▸ **To do**
Look through the data below and show every line that includes "garlic".

(Extracted data entries)
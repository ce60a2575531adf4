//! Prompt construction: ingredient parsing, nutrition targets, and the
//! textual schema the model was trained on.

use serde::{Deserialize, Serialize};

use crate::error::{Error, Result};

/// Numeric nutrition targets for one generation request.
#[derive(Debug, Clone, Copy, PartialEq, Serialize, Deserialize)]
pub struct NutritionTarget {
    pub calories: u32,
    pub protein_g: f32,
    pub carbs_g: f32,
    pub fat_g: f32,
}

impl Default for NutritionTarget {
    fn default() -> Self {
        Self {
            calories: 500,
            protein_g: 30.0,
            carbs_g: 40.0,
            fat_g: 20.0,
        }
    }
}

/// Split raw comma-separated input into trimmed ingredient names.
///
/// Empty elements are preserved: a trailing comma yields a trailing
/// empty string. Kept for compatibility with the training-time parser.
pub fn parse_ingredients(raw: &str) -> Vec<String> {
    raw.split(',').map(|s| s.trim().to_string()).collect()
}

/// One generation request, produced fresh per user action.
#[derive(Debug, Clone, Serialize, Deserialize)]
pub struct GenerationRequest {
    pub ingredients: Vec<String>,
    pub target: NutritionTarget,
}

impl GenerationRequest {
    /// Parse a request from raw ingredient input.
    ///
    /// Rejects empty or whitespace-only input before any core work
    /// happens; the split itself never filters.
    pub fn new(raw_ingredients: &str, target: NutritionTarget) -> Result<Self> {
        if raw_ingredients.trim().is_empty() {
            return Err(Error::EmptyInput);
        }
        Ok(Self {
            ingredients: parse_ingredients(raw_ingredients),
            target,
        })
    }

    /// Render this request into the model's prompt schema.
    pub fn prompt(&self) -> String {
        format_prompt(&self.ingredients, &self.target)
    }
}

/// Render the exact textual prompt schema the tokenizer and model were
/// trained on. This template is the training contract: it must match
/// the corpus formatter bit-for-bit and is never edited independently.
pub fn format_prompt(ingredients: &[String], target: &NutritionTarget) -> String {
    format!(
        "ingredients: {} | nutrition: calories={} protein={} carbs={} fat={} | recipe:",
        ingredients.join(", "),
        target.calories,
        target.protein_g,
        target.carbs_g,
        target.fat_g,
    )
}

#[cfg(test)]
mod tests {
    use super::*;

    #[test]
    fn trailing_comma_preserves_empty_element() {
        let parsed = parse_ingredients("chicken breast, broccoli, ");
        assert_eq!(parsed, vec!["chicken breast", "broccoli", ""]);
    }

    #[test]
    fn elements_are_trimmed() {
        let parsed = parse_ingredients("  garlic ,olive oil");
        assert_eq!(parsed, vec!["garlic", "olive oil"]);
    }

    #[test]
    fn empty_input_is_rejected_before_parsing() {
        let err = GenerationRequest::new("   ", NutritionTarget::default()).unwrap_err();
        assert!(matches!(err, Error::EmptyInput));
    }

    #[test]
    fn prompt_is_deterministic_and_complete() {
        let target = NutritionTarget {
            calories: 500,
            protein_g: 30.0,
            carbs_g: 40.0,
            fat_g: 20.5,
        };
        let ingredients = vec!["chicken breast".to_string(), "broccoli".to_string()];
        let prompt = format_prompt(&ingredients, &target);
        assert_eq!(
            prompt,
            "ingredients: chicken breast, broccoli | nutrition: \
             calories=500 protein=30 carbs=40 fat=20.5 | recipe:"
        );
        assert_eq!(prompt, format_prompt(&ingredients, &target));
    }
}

▸ **Response to this task**
        let parsed = parse_ingredients("  garlic ,olive oil");
        assert_eq!(parsed, vec!["garlic", "olive oil"]);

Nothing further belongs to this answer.